[Opening Supplied entries section]
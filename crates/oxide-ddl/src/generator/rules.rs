//! Validation and escaping rules shared by every dialect.
//!
//! Decorator arity, type arguments, identifier shape and literal escaping
//! are decided here once; the dialects only choose spellings.

use std::sync::LazyLock;

use regex::Regex;

use crate::ast::{Argument, ColumnDecl, DecoratorName, DecoratorUse, ModelDecl, TypeName, TypeRef};

use super::GeneratorError;

static IDENTIFIER: LazyLock<Regex> =
    LazyLock::new(|| Regex::new(r"^[A-Za-z_][A-Za-z0-9_]*$").expect("valid identifier regex"));

static NUMERIC_LITERAL: LazyLock<Regex> =
    LazyLock::new(|| Regex::new(r"^-?[0-9]+(\.[0-9]+)?$").expect("valid numeric regex"));

/// Precision and scale used for `Decimal` without arguments.
pub const DEFAULT_DECIMAL: (u32, u32) = (10, 2);

/// Length used for `VarChar` without arguments.
pub const DEFAULT_VARCHAR_LENGTH: u32 = 255;

/// Length used for `Char` without arguments.
pub const DEFAULT_CHAR_LENGTH: u32 = 1;

/// Checks that `name` is a plain SQL identifier no longer than `limit` bytes.
///
/// # Errors
///
/// Returns a message describing why the name was rejected.
pub fn validate_identifier(name: &str, limit: Option<usize>) -> Result<(), String> {
    if !IDENTIFIER.is_match(name) {
        return Err(format!(
            "invalid identifier '{name}': must start with a letter or underscore \
             followed by letters, digits or underscores"
        ));
    }
    if let Some(limit) = limit {
        if name.len() > limit {
            return Err(format!(
                "identifier '{name}' is {} characters long, the limit is {limit}",
                name.len()
            ));
        }
    }
    Ok(())
}

/// Renders `value` as a single-quoted SQL string literal.
#[must_use]
pub fn escape_string_literal(value: &str) -> String {
    format!("'{}'", value.replace('\'', "''"))
}

/// Returns true for integer and decimal literals such as `42`, `-1`, `0.5`.
#[must_use]
pub fn is_numeric_literal(value: &str) -> bool {
    NUMERIC_LITERAL.is_match(value)
}

/// Referential action for `@onDelete`.
#[derive(Debug, Clone, Copy, PartialEq, Eq, Hash)]
pub enum ForeignKeyAction {
    /// Cascade the delete to referencing rows.
    Cascade,
    /// Set the referencing column to NULL.
    SetNull,
    /// Set the referencing column to its default value.
    SetDefault,
    /// Reject the delete immediately.
    Restrict,
    /// Reject the delete at the end of the statement.
    NoAction,
}

impl ForeignKeyAction {
    const ALL: [Self; 5] = [
        Self::Cascade,
        Self::SetNull,
        Self::SetDefault,
        Self::Restrict,
        Self::NoAction,
    ];

    /// Parses an action, ignoring case and surrounding whitespace.
    ///
    /// # Errors
    ///
    /// Returns a message listing the accepted actions.
    pub fn parse(value: &str) -> Result<Self, String> {
        let normalized = value
            .split_whitespace()
            .collect::<Vec<_>>()
            .join(" ")
            .to_ascii_uppercase();
        Self::ALL
            .into_iter()
            .find(|action| action.as_sql() == normalized)
            .ok_or_else(|| {
                let valid: Vec<&str> = Self::ALL.iter().map(Self::as_sql).collect();
                format!(
                    "invalid @onDelete action '{value}', expected one of: {}",
                    valid.join(", ")
                )
            })
    }

    /// Returns the SQL representation of this action.
    #[must_use]
    pub const fn as_sql(&self) -> &'static str {
        match self {
            Self::Cascade => "CASCADE",
            Self::SetNull => "SET NULL",
            Self::SetDefault => "SET DEFAULT",
            Self::Restrict => "RESTRICT",
            Self::NoAction => "NO ACTION",
        }
    }
}

/// Value of a `@default` decorator.
#[derive(Debug, Clone, PartialEq, Eq)]
pub enum DefaultValue {
    /// `now`: the dialect's current timestamp.
    Now,
    /// `null`.
    Null,
    /// `true` / `false`.
    Boolean(bool),
    /// A numeric literal, emitted unquoted.
    Number(String),
    /// Anything else, emitted as an escaped string literal.
    Text(String),
}

impl DefaultValue {
    /// Classifies a `@default` argument. A quoted argument is always text,
    /// so `'007'` and `'null'` stay strings.
    #[must_use]
    pub fn from_argument(arg: &Argument) -> Self {
        if arg.quoted {
            Self::Text(arg.value.clone())
        } else {
            Self::from_literal(&arg.value)
        }
    }

    /// Classifies an unquoted `@default` argument.
    #[must_use]
    pub fn from_literal(value: &str) -> Self {
        match value {
            "now" => Self::Now,
            "null" => Self::Null,
            "true" => Self::Boolean(true),
            "false" => Self::Boolean(false),
            v if is_numeric_literal(v) => Self::Number(v.to_string()),
            v => Self::Text(v.to_string()),
        }
    }
}

/// A decorator with its arguments checked and typed.
#[derive(Debug, Clone, PartialEq, Eq)]
pub enum Decorator {
    /// `@pk`
    PrimaryKey,
    /// `@unique`
    Unique,
    /// `@notnull`
    NotNull,
    /// `@default(value)`
    Default(DefaultValue),
    /// `@ref(Table.column)`
    References {
        /// Referenced table.
        table: String,
        /// Referenced column.
        column: String,
    },
    /// `@onDelete(action)`
    OnDelete(ForeignKeyAction),
}

impl Decorator {
    /// Checks the arguments of a decorator use.
    ///
    /// # Errors
    ///
    /// Returns a message when the argument count or format is wrong.
    pub fn resolve(decorator: &DecoratorUse) -> Result<Self, String> {
        match decorator.name {
            DecoratorName::Pk => no_arguments(decorator).map(|()| Self::PrimaryKey),
            DecoratorName::Unique => no_arguments(decorator).map(|()| Self::Unique),
            DecoratorName::NotNull => no_arguments(decorator).map(|()| Self::NotNull),
            DecoratorName::Default => {
                let value = single_argument(decorator)?;
                Ok(Self::Default(DefaultValue::from_argument(value)))
            }
            DecoratorName::Ref => {
                let target = single_argument(decorator)?.value.as_str();
                let Some((table, column)) = target.split_once('.') else {
                    return Err(format!(
                        "@ref expects 'Table.column', got '{target}'"
                    ));
                };
                validate_identifier(table, None)?;
                validate_identifier(column, None)?;
                Ok(Self::References {
                    table: table.to_string(),
                    column: column.to_string(),
                })
            }
            DecoratorName::OnDelete => {
                let action = single_argument(decorator)?.value.as_str();
                ForeignKeyAction::parse(action).map(Self::OnDelete)
            }
        }
    }
}

fn no_arguments(decorator: &DecoratorUse) -> Result<(), String> {
    if decorator.args.is_empty() {
        Ok(())
    } else {
        Err(format!(
            "{} takes no arguments, got {}",
            decorator.name,
            decorator.args.len()
        ))
    }
}

fn single_argument(decorator: &DecoratorUse) -> Result<&Argument, String> {
    match decorator.args.as_slice() {
        [value] => Ok(value),
        args => Err(format!(
            "{} takes exactly one argument, got {}",
            decorator.name,
            args.len()
        )),
    }
}

/// A column type with its arguments checked and defaults filled in.
#[derive(Debug, Clone, PartialEq, Eq)]
pub enum ColumnType {
    Serial,
    BigSerial,
    Int,
    BigInt,
    SmallInt,
    Float,
    Double,
    Decimal { precision: u32, scale: u32 },
    Boolean,
    Text,
    VarChar(u32),
    Char(u32),
    Date,
    Time,
    Timestamp,
    Json,
    Uuid,
    Blob,
    Enum(Vec<String>),
}

impl ColumnType {
    /// Checks the arguments of a type reference.
    ///
    /// # Errors
    ///
    /// Returns a message when the arguments do not fit the type.
    pub fn resolve(ty: &TypeRef) -> Result<Self, String> {
        let simple = |resolved: Self| {
            if ty.args.is_empty() {
                Ok(resolved)
            } else {
                Err(format!("type {} takes no arguments", ty.name))
            }
        };

        match ty.name {
            TypeName::Serial => simple(Self::Serial),
            TypeName::BigSerial => simple(Self::BigSerial),
            TypeName::Int => simple(Self::Int),
            TypeName::BigInt => simple(Self::BigInt),
            TypeName::SmallInt => simple(Self::SmallInt),
            TypeName::Float => simple(Self::Float),
            TypeName::Double => simple(Self::Double),
            TypeName::Boolean => simple(Self::Boolean),
            TypeName::Text => simple(Self::Text),
            TypeName::Date => simple(Self::Date),
            TypeName::Time => simple(Self::Time),
            TypeName::Timestamp => simple(Self::Timestamp),
            TypeName::Json => simple(Self::Json),
            TypeName::Uuid => simple(Self::Uuid),
            TypeName::Blob => simple(Self::Blob),
            TypeName::VarChar => optional_length(ty, DEFAULT_VARCHAR_LENGTH).map(Self::VarChar),
            TypeName::Char => optional_length(ty, DEFAULT_CHAR_LENGTH).map(Self::Char),
            TypeName::Decimal => {
                let (precision, scale) = match ty.args.as_slice() {
                    [] => DEFAULT_DECIMAL,
                    [precision] => (positive_integer(ty.name, precision)?, 0),
                    [precision, scale] => (
                        positive_integer(ty.name, precision)?,
                        integer(ty.name, scale)?,
                    ),
                    _ => return Err("type Decimal takes at most two arguments".to_string()),
                };
                if scale > precision {
                    return Err(format!(
                        "Decimal scale {scale} exceeds precision {precision}"
                    ));
                }
                Ok(Self::Decimal { precision, scale })
            }
            TypeName::Enum => {
                if ty.args.is_empty() {
                    return Err("type Enum needs at least one value".to_string());
                }
                let mut values: Vec<String> = Vec::with_capacity(ty.args.len());
                for value in &ty.args {
                    if values.contains(value) {
                        return Err(format!("duplicate Enum value '{value}'"));
                    }
                    values.push(value.clone());
                }
                Ok(Self::Enum(values))
            }
        }
    }

    /// Returns true for auto-incrementing integer types.
    #[must_use]
    pub const fn is_serial(&self) -> bool {
        matches!(self, Self::Serial | Self::BigSerial)
    }
}

fn optional_length(ty: &TypeRef, default: u32) -> Result<u32, String> {
    match ty.args.as_slice() {
        [] => Ok(default),
        [length] => positive_integer(ty.name, length),
        _ => Err(format!("type {} takes at most one argument", ty.name)),
    }
}

fn integer(ty: TypeName, value: &str) -> Result<u32, String> {
    value
        .parse::<u32>()
        .map_err(|_| format!("type {ty} expects an integer argument, got '{value}'"))
}

fn positive_integer(ty: TypeName, value: &str) -> Result<u32, String> {
    match integer(ty, value)? {
        0 => Err(format!("type {ty} expects a positive argument, got '{value}'")),
        n => Ok(n),
    }
}

/// A foreign key declared with `@ref` (and optionally `@onDelete`).
#[derive(Debug, Clone, PartialEq, Eq)]
pub struct ForeignKey {
    /// Referenced table.
    pub table: String,
    /// Referenced column.
    pub column: String,
    /// Action on delete of the referenced row.
    pub on_delete: Option<ForeignKeyAction>,
}

/// A column with its type and decorators resolved.
#[derive(Debug, Clone, PartialEq, Eq)]
pub struct ResolvedColumn {
    /// Column name.
    pub name: String,
    /// Resolved type.
    pub ty: ColumnType,
    /// `@pk`
    pub primary_key: bool,
    /// `@unique`
    pub unique: bool,
    /// `@notnull`
    pub not_null: bool,
    /// `@default`
    pub default: Option<DefaultValue>,
    /// `@ref` / `@onDelete`
    pub foreign_key: Option<ForeignKey>,
}

impl ResolvedColumn {
    /// Resolves a column of `model`, attaching `Model.column` to any error.
    ///
    /// # Errors
    ///
    /// Returns a `GeneratorError` for bad type arguments, bad decorator
    /// arguments, or `@onDelete` without `@ref`.
    pub fn resolve(model: &ModelDecl, column: &ColumnDecl) -> Result<Self, GeneratorError> {
        let fail = |message: String| GeneratorError::column(&model.name, &column.name, message);

        let ty = ColumnType::resolve(&column.ty).map_err(fail)?;
        let mut resolved = Self {
            name: column.name.clone(),
            ty,
            primary_key: false,
            unique: false,
            not_null: false,
            default: None,
            foreign_key: None,
        };

        let mut on_delete = None;
        for decorator in &column.decorators {
            match Decorator::resolve(decorator).map_err(fail)? {
                Decorator::PrimaryKey => resolved.primary_key = true,
                Decorator::Unique => resolved.unique = true,
                Decorator::NotNull => resolved.not_null = true,
                Decorator::Default(value) => resolved.default = Some(value),
                Decorator::References { table, column } => {
                    resolved.foreign_key = Some(ForeignKey {
                        table,
                        column,
                        on_delete: None,
                    });
                }
                Decorator::OnDelete(action) => on_delete = Some(action),
            }
        }

        if let Some(action) = on_delete {
            match resolved.foreign_key.as_mut() {
                Some(fk) => fk.on_delete = Some(action),
                None => {
                    return Err(fail(
                        "@onDelete requires @ref on the same column".to_string(),
                    ))
                }
            }
        }

        Ok(resolved)
    }
}
//! Migration runner.
//!
//! The runner reconciles the migration files against the ledger, compiles
//! pending files with `oxide-ddl`, executes them through a
//! [`DatabaseAdapter`] and records the result in the [`Ledger`].
//!
//! Every file is compiled before the database is touched, so parse and
//! generation errors never leave partial work behind. A batch is recorded
//! in the ledger only after every migration in it has executed.

use std::collections::HashSet;
use std::sync::Arc;

use chrono::{DateTime, Utc};
use oxide_ddl::{Dialect, DialectGenerator};
use tracing::{error, info, warn};

use crate::adapter::DatabaseAdapter;
use crate::clock::Clock;
use crate::config::RunnerConfig;
use crate::error::{IntegrityError, MigrateError, Result};
use crate::ledger::{BatchItem, Ledger, LedgerState};
use crate::source::{DirectorySource, MigrationSource};

/// Which SQL to generate for a migration.
#[derive(Debug, Clone, Copy, PartialEq, Eq)]
pub enum Direction {
    /// `CREATE TABLE` statements and raw SQL.
    Apply,
    /// `DROP TABLE IF EXISTS` statements.
    Revert,
}

/// Compiles one migration's content into SQL statements.
///
/// # Errors
///
/// Returns `MigrateError::Parse` or `MigrateError::Generate` naming `filename`.
pub fn compile(
    dialect: Dialect,
    filename: &str,
    content: &str,
    direction: Direction,
) -> Result<Vec<String>> {
    let compiled = CompiledMigration::new(dialect.generator().as_ref(), filename, content)?;
    Ok(match direction {
        Direction::Apply => compiled.apply,
        Direction::Revert => compiled.revert,
    })
}

/// Outcome of [`MigrationRunner::up`].
#[derive(Debug, Clone, Default, PartialEq, Eq)]
pub struct UpReport {
    /// Files applied by this run, in order.
    pub applied: Vec<String>,
    /// Files that were already applied.
    pub skipped: Vec<String>,
    /// Batch the applied files were recorded in.
    pub batch: Option<u32>,
}

/// Outcome of [`MigrationRunner::down`].
#[derive(Debug, Clone, Default, PartialEq, Eq)]
pub struct DownReport {
    /// Files rolled back, in the order they were reverted.
    pub rolled_back: Vec<String>,
    /// Batch that was rolled back.
    pub batch: Option<u32>,
}

/// State of one migration file relative to the ledger.
#[derive(Debug, Clone, Copy, PartialEq, Eq)]
pub enum MigrationState {
    /// Applied, and unchanged since.
    Applied,
    /// Not applied yet.
    Pending,
    /// Applied, but the file changed since.
    Modified,
    /// Applied, but the file is gone.
    Missing,
}

/// One row of [`MigrationRunner::status`].
#[derive(Debug, Clone, PartialEq, Eq)]
pub struct MigrationStatus {
    /// Migration filename.
    pub filename: String,
    /// Where the file stands.
    pub state: MigrationState,
    /// Batch it was applied in.
    pub batch: Option<u32>,
    /// When it was applied.
    pub applied_at: Option<DateTime<Utc>>,
}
[Closing Supplied entries section]
> **What to produce**
Transcribe verbatim. Cover the lines from the first line of the entries above to the line containing "name was rejected.", inclusive.

> **Reply**
filename crates/oxide-ddl/src/generator/rules.rs
//! Validation and escaping rules shared by every dialect.
//!
//! Decorator arity, type arguments, identifier shape and literal escaping
//! are decided here once; the dialects only choose spellings.

use std::sync::LazyLock;

use regex::Regex;

use crate::ast::{Argument, ColumnDecl, DecoratorName, DecoratorUse, ModelDecl, TypeName, TypeRef};

use super::GeneratorError;

static IDENTIFIER: LazyLock<Regex> =
    LazyLock::new(|| Regex::new(r"^[A-Za-z_][A-Za-z0-9_]*$").expect("valid identifier regex"));

static NUMERIC_LITERAL: LazyLock<Regex> =
    LazyLock::new(|| Regex::new(r"^-?[0-9]+(\.[0-9]+)?$").expect("valid numeric regex"));

/// Precision and scale used for `Decimal` without arguments.
pub const DEFAULT_DECIMAL: (u32, u32) = (10, 2);

/// Length used for `VarChar` without arguments.
pub const DEFAULT_VARCHAR_LENGTH: u32 = 255;

/// Length used for `Char` without arguments.
pub const DEFAULT_CHAR_LENGTH: u32 = 1;

/// Checks that `name` is a plain SQL identifier no longer than `limit` bytes.
///
/// # Errors
///
/// Returns a message describing why the name was rejected.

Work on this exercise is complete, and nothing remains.